======== Input material ========

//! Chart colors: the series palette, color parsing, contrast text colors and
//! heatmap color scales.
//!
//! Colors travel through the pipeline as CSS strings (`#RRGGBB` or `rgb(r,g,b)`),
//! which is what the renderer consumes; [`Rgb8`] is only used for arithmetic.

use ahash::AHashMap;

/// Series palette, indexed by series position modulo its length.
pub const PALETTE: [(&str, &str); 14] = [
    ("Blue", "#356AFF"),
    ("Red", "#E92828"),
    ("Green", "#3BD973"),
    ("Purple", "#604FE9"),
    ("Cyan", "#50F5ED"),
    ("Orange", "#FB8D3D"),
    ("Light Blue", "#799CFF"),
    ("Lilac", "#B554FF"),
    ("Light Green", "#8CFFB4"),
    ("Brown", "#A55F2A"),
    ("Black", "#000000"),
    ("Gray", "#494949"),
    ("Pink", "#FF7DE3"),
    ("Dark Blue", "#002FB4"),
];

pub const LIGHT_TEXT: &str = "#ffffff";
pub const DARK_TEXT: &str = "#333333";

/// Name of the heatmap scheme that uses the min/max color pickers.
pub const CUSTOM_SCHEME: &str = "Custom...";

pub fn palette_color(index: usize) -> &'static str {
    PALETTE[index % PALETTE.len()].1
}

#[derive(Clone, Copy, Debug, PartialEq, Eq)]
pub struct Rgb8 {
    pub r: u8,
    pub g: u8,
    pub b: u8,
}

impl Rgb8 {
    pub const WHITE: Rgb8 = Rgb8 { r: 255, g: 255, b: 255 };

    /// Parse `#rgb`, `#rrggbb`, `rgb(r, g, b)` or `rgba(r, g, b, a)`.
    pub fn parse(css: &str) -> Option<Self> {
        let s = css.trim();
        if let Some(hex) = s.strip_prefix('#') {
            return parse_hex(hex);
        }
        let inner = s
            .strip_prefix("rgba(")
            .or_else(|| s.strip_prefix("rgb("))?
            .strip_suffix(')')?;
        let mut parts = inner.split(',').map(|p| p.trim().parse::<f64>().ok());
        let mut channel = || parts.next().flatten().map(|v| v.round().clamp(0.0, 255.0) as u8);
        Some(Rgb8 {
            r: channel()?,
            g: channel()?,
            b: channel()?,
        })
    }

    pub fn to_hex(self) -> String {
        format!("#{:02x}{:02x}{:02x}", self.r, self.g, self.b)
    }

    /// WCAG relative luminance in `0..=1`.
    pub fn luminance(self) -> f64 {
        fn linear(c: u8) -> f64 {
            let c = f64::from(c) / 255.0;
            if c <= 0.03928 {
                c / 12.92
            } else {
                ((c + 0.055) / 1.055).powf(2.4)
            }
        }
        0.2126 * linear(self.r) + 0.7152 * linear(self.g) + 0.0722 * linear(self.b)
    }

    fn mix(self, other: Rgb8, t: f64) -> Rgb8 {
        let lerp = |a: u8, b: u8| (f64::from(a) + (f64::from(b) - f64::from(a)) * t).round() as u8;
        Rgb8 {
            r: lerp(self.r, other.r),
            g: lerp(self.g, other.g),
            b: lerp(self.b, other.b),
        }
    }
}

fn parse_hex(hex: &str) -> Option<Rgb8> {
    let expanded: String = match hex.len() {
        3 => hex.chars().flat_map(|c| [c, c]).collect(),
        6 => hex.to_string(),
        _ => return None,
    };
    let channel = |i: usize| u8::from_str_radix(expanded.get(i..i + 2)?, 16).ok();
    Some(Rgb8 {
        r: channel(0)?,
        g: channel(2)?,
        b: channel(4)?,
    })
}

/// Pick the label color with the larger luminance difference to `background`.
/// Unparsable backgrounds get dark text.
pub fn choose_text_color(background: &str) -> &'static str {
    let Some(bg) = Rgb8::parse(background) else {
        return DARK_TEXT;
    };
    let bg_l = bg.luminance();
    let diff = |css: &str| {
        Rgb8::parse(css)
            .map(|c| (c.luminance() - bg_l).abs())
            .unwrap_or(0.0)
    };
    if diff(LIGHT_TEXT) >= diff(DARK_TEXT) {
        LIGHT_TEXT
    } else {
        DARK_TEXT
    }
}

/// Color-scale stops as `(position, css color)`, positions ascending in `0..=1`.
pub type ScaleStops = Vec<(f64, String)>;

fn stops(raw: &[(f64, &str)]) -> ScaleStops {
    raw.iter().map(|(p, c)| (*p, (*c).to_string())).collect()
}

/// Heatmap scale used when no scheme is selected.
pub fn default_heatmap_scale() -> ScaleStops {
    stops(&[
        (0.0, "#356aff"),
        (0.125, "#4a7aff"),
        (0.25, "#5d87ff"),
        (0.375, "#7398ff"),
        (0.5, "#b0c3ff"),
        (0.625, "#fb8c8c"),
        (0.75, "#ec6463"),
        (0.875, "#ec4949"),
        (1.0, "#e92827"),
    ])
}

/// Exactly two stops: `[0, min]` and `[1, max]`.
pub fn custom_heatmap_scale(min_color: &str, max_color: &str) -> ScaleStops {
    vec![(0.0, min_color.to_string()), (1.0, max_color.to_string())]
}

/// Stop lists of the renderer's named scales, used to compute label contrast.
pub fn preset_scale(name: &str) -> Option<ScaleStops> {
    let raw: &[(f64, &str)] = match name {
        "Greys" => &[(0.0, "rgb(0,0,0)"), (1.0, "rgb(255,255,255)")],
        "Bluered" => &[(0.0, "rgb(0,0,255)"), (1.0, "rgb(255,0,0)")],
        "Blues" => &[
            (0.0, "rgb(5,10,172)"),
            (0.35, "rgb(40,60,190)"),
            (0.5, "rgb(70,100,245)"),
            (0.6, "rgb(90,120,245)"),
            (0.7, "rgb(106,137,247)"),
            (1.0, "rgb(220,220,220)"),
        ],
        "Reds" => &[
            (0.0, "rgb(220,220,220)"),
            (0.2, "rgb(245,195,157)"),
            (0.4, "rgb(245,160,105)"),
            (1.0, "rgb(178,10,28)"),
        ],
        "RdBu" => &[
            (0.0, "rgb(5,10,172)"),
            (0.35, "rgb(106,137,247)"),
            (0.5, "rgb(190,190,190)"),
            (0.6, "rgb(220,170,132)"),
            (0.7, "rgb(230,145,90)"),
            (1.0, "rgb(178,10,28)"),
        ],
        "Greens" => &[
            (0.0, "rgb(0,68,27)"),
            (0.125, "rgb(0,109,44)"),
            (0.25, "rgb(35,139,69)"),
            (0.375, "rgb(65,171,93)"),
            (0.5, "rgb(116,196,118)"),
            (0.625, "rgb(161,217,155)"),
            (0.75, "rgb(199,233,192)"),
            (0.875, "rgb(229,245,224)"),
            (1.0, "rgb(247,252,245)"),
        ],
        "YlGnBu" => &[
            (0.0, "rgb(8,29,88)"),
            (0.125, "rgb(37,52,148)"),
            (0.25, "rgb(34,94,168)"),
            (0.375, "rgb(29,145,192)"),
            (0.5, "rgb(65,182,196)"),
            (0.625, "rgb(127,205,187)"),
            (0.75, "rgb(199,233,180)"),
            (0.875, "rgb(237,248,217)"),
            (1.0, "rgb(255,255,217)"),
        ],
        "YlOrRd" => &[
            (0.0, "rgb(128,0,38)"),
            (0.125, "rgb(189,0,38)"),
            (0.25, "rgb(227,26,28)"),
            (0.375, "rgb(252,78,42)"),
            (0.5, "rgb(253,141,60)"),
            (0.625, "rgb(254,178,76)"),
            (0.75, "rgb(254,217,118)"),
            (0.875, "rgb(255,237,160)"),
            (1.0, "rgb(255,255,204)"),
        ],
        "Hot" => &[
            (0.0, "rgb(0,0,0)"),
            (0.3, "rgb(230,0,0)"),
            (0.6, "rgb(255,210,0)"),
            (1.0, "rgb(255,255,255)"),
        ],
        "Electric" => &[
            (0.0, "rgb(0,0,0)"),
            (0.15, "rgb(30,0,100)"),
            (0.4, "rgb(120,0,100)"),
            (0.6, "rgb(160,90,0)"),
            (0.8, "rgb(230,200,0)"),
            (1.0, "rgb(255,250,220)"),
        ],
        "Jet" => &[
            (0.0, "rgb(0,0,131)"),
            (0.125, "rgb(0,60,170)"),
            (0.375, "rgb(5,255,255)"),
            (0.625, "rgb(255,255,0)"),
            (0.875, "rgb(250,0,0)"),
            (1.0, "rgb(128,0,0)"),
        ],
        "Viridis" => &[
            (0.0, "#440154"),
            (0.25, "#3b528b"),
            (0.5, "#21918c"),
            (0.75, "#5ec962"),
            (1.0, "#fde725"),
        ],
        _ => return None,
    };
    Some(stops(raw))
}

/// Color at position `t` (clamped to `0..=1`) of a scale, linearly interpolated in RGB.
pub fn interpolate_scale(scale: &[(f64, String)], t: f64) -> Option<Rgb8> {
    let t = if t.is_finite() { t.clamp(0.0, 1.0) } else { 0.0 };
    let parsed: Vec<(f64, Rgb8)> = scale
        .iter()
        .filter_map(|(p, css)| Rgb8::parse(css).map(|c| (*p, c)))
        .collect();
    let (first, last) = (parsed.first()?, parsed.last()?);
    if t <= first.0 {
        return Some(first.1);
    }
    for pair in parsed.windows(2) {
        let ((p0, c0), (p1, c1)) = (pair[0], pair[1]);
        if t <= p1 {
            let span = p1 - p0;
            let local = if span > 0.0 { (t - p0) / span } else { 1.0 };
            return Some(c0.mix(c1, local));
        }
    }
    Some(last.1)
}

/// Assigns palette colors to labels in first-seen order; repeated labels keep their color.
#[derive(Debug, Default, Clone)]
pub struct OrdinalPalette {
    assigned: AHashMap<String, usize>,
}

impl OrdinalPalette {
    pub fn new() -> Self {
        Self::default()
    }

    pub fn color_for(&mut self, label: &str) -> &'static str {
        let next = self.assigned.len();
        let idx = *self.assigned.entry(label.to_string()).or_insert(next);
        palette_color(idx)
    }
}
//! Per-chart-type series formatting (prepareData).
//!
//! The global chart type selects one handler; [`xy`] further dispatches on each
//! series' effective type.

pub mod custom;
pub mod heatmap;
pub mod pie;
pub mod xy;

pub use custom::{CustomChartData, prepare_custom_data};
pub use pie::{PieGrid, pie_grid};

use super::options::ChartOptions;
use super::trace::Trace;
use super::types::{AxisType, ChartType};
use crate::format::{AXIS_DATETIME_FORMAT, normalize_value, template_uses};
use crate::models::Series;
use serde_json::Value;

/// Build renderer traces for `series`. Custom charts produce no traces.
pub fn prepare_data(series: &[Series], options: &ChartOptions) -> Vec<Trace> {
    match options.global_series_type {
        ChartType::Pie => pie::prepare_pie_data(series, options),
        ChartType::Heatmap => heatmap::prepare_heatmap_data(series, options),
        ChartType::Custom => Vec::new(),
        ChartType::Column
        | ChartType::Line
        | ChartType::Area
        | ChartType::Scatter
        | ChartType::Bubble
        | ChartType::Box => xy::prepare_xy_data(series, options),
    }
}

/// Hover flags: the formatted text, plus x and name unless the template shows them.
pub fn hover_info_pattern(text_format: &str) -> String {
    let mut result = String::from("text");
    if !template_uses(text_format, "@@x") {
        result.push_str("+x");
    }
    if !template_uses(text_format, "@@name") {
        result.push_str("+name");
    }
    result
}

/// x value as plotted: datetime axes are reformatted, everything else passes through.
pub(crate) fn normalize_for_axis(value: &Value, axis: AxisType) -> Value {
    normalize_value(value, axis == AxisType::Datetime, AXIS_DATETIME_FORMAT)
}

========

### Assignment:
Examine the data above and state how many of its lines contain the word "options", with no further remarks.

### Reply:
6